**TO DO**
Both the line below containing "assert_eq!(decoded.kind, PacketKind::HeartBeatResponse);" and the line containing "assert_eq!(decoded.kind, PacketKind::Mcu);", along with every line between them, should be repeated exactly; no other line belongs in the answer.

*** Opening PROVIDED RECORDS ***

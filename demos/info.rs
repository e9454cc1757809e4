//! Connect to the first pair of glasses and print its identity.

use xreal_light::{XrealLight, SUPPORTED_FIRMWARE};

fn main() {
    env_logger::init();

    let mut glasses = XrealLight::new(None, None);
    if let Err(e) = glasses.connect() {
        eprintln!("Failed to connect: {}", e);
        std::process::exit(1);
    }

    match glasses.get_firmware_version() {
        Ok(firmware) => {
            println!("Firmware:   {}", firmware);
            if !SUPPORTED_FIRMWARE.contains(&firmware.as_str()) {
                eprintln!(
                    "warning: firmware {} is not validated (validated: {:?})",
                    firmware, SUPPORTED_FIRMWARE
                );
            }
        }
        Err(e) => eprintln!("Firmware:   error: {}", e),
    }

    match glasses.get_serial() {
        Ok(serial) => println!("Serial:     {}", serial),
        Err(e) => eprintln!("Serial:     error: {}", e),
    }
    match glasses.get_display_mode() {
        Ok(mode) => println!("Display:    {}", mode),
        Err(e) => eprintln!("Display:    error: {}", e),
    }
    match glasses.get_brightness_level() {
        Ok(level) => println!("Brightness: {}", level),
        Err(e) => eprintln!("Brightness: error: {}", e),
    }

    if let Err(e) = glasses.disconnect() {
        eprintln!("Disconnect: {}", e);
    }
}
use std::time::{Duration, SystemTime, UNIX_EPOCH};

use crate::command::Command;
use crate::crc::crc32;
use crate::{LightError, Result};

/// Every MCU control packet travels in one fixed-size HID report.
pub const REPORT_SIZE: usize = 64;

/// Placeholder payload for commands that take no argument; the protocol
/// rejects an empty payload field.
pub const DUMMY_PAYLOAD: &[u8] = b" ";

const START: u8 = 0x02;
const END: u8 = 0x03;
const SEP: u8 = b':';

/// Classification of a decoded MCU packet.
#[derive(Debug, Clone, Copy, PartialEq, Eq)]
pub enum PacketKind {
    Unknown,
    /// The device reported a CRC failure in plain text,
    /// e.g. "CAL CRC ERROR:20000614:200152e8".
    CrcError,
    Command,
    Response,
    /// Asynchronous event originated by the MCU (key, proximity, ...).
    Mcu,
    HeartBeatResponse,
}

/// One MCU control packet.
///
/// Wire framing (ASCII): `0x02 ':' T ':' I ':' P ':' TS ':' CRC ':' 0x03`,
/// zero-padded to 64 bytes. `TS` is lowercase hex of the sender's
/// millisecond epoch; `CRC` is `%08x` of CRC-32 over everything up to and
/// including the separator before it.
#[derive(Debug, Clone, PartialEq, Eq)]
pub struct Packet {
    pub kind: PacketKind,
    pub command: Option<Command>,
    pub payload: Vec<u8>,
    pub timestamp: Vec<u8>,
    /// Raw text for CRC-error / unknown / MCU packets.
    pub message: String,
}

impl Packet {
    /// Build a COMMAND packet stamped with the current time.
    pub fn command_packet(command: Command, payload: &[u8]) -> Packet {
        Packet {
            kind: PacketKind::Command,
            command: Some(command),
            payload: payload.to_vec(),
            timestamp: timestamp_now(),
            message: String::new(),
        }
    }

    /// Serialize into one 64-byte report.
    pub fn serialize(&self) -> Result<[u8; REPORT_SIZE]> {
        let mut report = [0u8; REPORT_SIZE];

        if matches!(
            self.kind,
            PacketKind::CrcError | PacketKind::Unknown | PacketKind::Mcu
        ) {
            if self.message.is_empty() {
                return Err(LightError::InvalidArgument(
                    "packet carries no message".into(),
                ));
            }
            let bytes = self.message.as_bytes();
            let n = bytes.len().min(REPORT_SIZE);
            report[..n].copy_from_slice(&bytes[..n]);
            return Ok(report);
        }

        let command = self.command.filter(|c| c.ty != 0 && c.id != 0).ok_or_else(|| {
            LightError::InvalidArgument("packet carries no command".into())
        })?;
        if self.payload.is_empty() || self.timestamp.is_empty() {
            return Err(LightError::InvalidArgument(
                "packet is missing payload or timestamp".into(),
            ));
        }

        let mut buf = Vec::with_capacity(REPORT_SIZE);
        buf.push(START);
        buf.push(SEP);
        buf.push(command.ty);
        buf.push(SEP);
        buf.push(command.id);
        buf.push(SEP);
        buf.extend_from_slice(&self.payload);
        buf.push(SEP);
        buf.extend_from_slice(&self.timestamp);
        buf.push(SEP);
        let checksum = crc32(&buf);
        buf.extend_from_slice(format!("{checksum:08x}").as_bytes());
        buf.push(SEP);
        buf.push(END);

        let n = buf.len().min(REPORT_SIZE);
        report[..n].copy_from_slice(&buf[..n]);
        Ok(report)
    }

    /// Deserialize one inbound report.
    pub fn deserialize(data: &[u8]) -> Result<Packet> {
        if data.is_empty() {
            return Err(LightError::Format("empty report".into()));
        }

        if data[0] == b'C' {
            // Plain-text CRC complaint from the device; taken at face value.
            return Ok(Packet {
                kind: PacketKind::CrcError,
                command: None,
                payload: Vec::new(),
                timestamp: Vec::new(),
                message: trimmed_text(data),
            });
        }

        if data[0] != START {
            return Err(LightError::Format(format!(
                "unrecognized data format: {}",
                trimmed_text(data)
            )));
        }

        // The end marker byte can also occur inside the frame; the scan
        // keeps the last match and verifies it.
        let mut end_idx = data.len() - 1;
        for (i, &b) in data.iter().enumerate() {
            if b == END {
                end_idx = i;
            }
        }
        if data[end_idx] != END || end_idx < 2 {
            return Err(LightError::Format(format!(
                "input does not end with 0x03: {}",
                trimmed_text(data)
            )));
        }

        // Strip the start marker and both framing separators.
        let interior = &data[2..end_idx - 1];
        let parts: Vec<&[u8]> = interior.split(|&b| b == SEP).collect();
        if parts.len() < 5 {
            return Err(LightError::Format(format!(
                "truncated packet ({} of 5 fields): {}",
                parts.len(),
                trimmed_text(data)
            )));
        }

        let (&ty, &id) = match (parts[0].first(), parts[1].first()) {
            (Some(ty), Some(id)) => (ty, id),
            _ => {
                return Err(LightError::Format(format!(
                    "empty command field: {}",
                    trimmed_text(data)
                )))
            }
        };
        let command = Command::new(ty, id);
        let payload = parts[2].to_vec();

        let mut packet = Packet {
            kind: PacketKind::Unknown,
            command: Some(command),
            payload,
            timestamp: Vec::new(),
            message: String::new(),
        };

        match ty {
            0x32 | 0x34 | 0x41 | 0x55 => {
                packet.kind = if ty == 0x41 && id == 0x4b {
                    PacketKind::HeartBeatResponse
                } else {
                    PacketKind::Response
                };
                packet.timestamp = parts[parts.len() - 2].to_vec();
            }
            0x31 | 0x33 | 0x40 | 0x54 => {
                packet.kind = PacketKind::Command;
                packet.timestamp = parts[parts.len() - 2].to_vec();
            }
            0x35 => {
                packet.kind = match id {
                    0x4b | 0x4c | 0x4d | 0x50 | 0x53 => PacketKind::Mcu,
                    _ => PacketKind::Unknown,
                };
                packet.message = trimmed_text(interior);
                packet.timestamp = timestamp_now();
            }
            _ => {
                packet.kind = PacketKind::Unknown;
                packet.message = trimmed_text(interior);
                packet.timestamp = timestamp_now();
            }
        }

        Ok(packet)
    }

    /// Parse the packet's hex-millisecond timestamp. Empty or unparsable
    /// timestamps yield `None`.
    pub fn decode_timestamp(&self) -> Option<SystemTime> {
        if self.timestamp.is_empty() {
            return None;
        }
        let hex = std::str::from_utf8(&self.timestamp).ok()?;
        match u64::from_str_radix(hex, 16) {
            Ok(millis) => Some(UNIX_EPOCH + Duration::from_millis(millis)),
            Err(err) => {
                log::error!("failed to parse timestamp {hex:?}: {err}");
                None
            }
        }
    }
}

/// Current time as lowercase hex milliseconds since epoch, the packet
/// timestamp format.
pub fn timestamp_now() -> Vec<u8> {
    let millis = SystemTime::now()
        .duration_since(UNIX_EPOCH)
        .unwrap_or_default()
        .as_millis();
    format!("{millis:x}").into_bytes()
}

/// Report bytes as text with the zero padding stripped.
fn trimmed_text(data: &[u8]) -> String {
    let end = data
        .iter()
        .rposition(|&b| b != 0)
        .map_or(0, |last| last + 1);
    String::from_utf8_lossy(&data[..end]).into_owned()
}

#[cfg(test)]
mod tests {
    use super::*;
    use crate::command::{firmware_independent, Instruction};

    #[test]
    fn serialize_get_brightness_literal() {
        let command = firmware_independent(Instruction::GetBrightnessLevel).unwrap();
        let packet = Packet {
            kind: PacketKind::Command,
            command: Some(command),
            payload: DUMMY_PAYLOAD.to_vec(),
            timestamp: b"18fd37a61db".to_vec(),
            message: String::new(),
        };

        let report = packet.serialize().unwrap();
        let preamble = b"\x02:3:1: :18fd37a61db:";
        assert_eq!(&report[..preamble.len()], preamble);

        let checksum = crc32(preamble);
        let crc_field = &report[preamble.len()..preamble.len() + 8];
        assert_eq!(crc_field, format!("{checksum:08x}").as_bytes());

        assert_eq!(report[preamble.len() + 8], b':');
        assert_eq!(report[preamble.len() + 9], 0x03);
        assert!(report[preamble.len() + 10..].iter().all(|&b| b == 0));
    }

    #[test]
    fn command_round_trip() {
        let packet = Packet::command_packet(Command::new(0x33, 0x43), b"payload");
        let report = packet.serialize().unwrap();
        let decoded = Packet::deserialize(&report).unwrap();
        assert_eq!(decoded, packet);
    }

    #[test]
    fn response_round_trip_keeps_fields() {
        let packet = Packet {
            kind: PacketKind::Response,
            command: Some(Command::new(0x34, 0x31)),
            payload: b"5".to_vec(),
            timestamp: b"18fd37a61db".to_vec(),
            message: String::new(),
        };
        let report = packet.serialize().unwrap();
        let decoded = Packet::deserialize(&report).unwrap();
        assert_eq!(decoded, packet);
    }

    #[test]
    fn serialize_rejects_missing_fields() {
        let no_payload = Packet {
            kind: PacketKind::Command,
            command: Some(Command::new(0x33, 0x31)),
            payload: Vec::new(),
            timestamp: timestamp_now(),
            message: String::new(),
        };
        assert!(matches!(
            no_payload.serialize(),
            Err(LightError::InvalidArgument(_))
        ));

        let no_command = Packet {
            kind: PacketKind::Command,
            command: None,
            payload: DUMMY_PAYLOAD.to_vec(),
            timestamp: timestamp_now(),
            message: String::new(),
        };
        assert!(matches!(
            no_command.serialize(),
            Err(LightError::InvalidArgument(_))
        ));
    }

    #[test]
    fn crc_error_text_is_taken_verbatim() {
        let raw = b"CAL CRC ERROR:20000614:200152e8";
        let mut report = [0u8; REPORT_SIZE];
        report[..raw.len()].copy_from_slice(raw);

        let packet = Packet::deserialize(&report).unwrap();
        assert_eq!(packet.kind, PacketKind::CrcError);
        assert_eq!(packet.message, "CAL CRC ERROR:20000614:200152e8");
    }

    #[test]
    fn heart_beat_response_is_classified() {
        let packet = Packet {
            kind: PacketKind::Command,
            command: Some(Command::new(0x40, 0x4b)),
            payload: DUMMY_PAYLOAD.to_vec(),
            timestamp: b"18fd37a61db".to_vec(),
            message: String::new(),
        };
        let mut report = packet.serialize().unwrap();
        // Flip the type byte to the response of a heart beat (0x41).
        report[2] = 0x41;
        // Re-frame: the CRC field is not re-verified by the decoder.
        let decoded = Packet::deserialize(&report).unwrap();
        assert_eq!(decoded.kind, PacketKind::HeartBeatResponse);
    }

    #[test]
    fn mcu_event_is_classified_with_payload() {
        let raw = b"\x02:5:K:UP:18fd37a61db:00000000:\x03";
        let mut report = [0u8; REPORT_SIZE];
        report[..raw.len()].copy_from_slice(raw);

        let decoded = Packet::deserialize(&report).unwrap();
        assert_eq!(decoded.kind, PacketKind::Mcu);
        assert_eq!(decoded.command, Some(Command::new(0x35, 0x4b)));
        assert_eq!(decoded.payload, b"UP");
    }

    #[test]
    fn unknown_mcu_id_is_unknown_kind() {
        let raw = b"\x02:5:z:??:18fd37a61db:00000000:\x03";
        let mut report = [0u8; REPORT_SIZE];
        report[..raw.len()].copy_from_slice(raw);

        let decoded = Packet::deserialize(&report).unwrap();
        assert_eq!(decoded.kind, PacketKind::Unknown);
    }

    #[test]
    fn truncated_packet_is_rejected() {
        let raw = b"\x02:3:1: :\x03";
        assert!(matches!(
            Packet::deserialize(raw),
            Err(LightError::Format(_))
        ));
    }

    #[test]
    fn foreign_first_byte_is_rejected() {
        let raw = b"\x7fgarbage";
        assert!(matches!(
            Packet::deserialize(raw),
            Err(LightError::Format(_))
        ));
    }

    #[test]
    fn scanner_keeps_last_end_marker() {
        // 0x03 can legitimately appear inside the frame; only the final one
        // terminates it.
        let packet = Packet::command_packet(Command::new(0x33, 0x56), &[0x03, b'x']);
        let report = packet.serialize().unwrap();
        let decoded = Packet::deserialize(&report).unwrap();
        assert_eq!(decoded.payload, vec![0x03, b'x']);
    }

    #[test]
    fn timestamp_decodes_to_epoch_millis() {
        let packet = Packet {
            kind: PacketKind::Response,
            command: Some(Command::new(0x34, 0x31)),
            payload: b"1".to_vec(),
            timestamp: b"18fd37a61db".to_vec(),
            message: String::new(),
        };
        let when = packet.decode_timestamp().unwrap();
        let millis = when
            .duration_since(UNIX_EPOCH)
            .unwrap()
            .as_millis();
        assert_eq!(millis, 0x18fd37a61db);
    }
}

*** Closing PROVIDED RECORDS ***

**WRITTEN RESPONSE**
        assert_eq!(decoded.kind, PacketKind::HeartBeatResponse);
    }

    #[test]
    fn mcu_event_is_classified_with_payload() {
        let raw = b"\x02:5:K:UP:18fd37a61db:00000000:\x03";
        let mut report = [0u8; REPORT_SIZE];
        report[..raw.len()].copy_from_slice(raw);

        let decoded = Packet::deserialize(&report).unwrap();
        assert_eq!(decoded.kind, PacketKind::Mcu);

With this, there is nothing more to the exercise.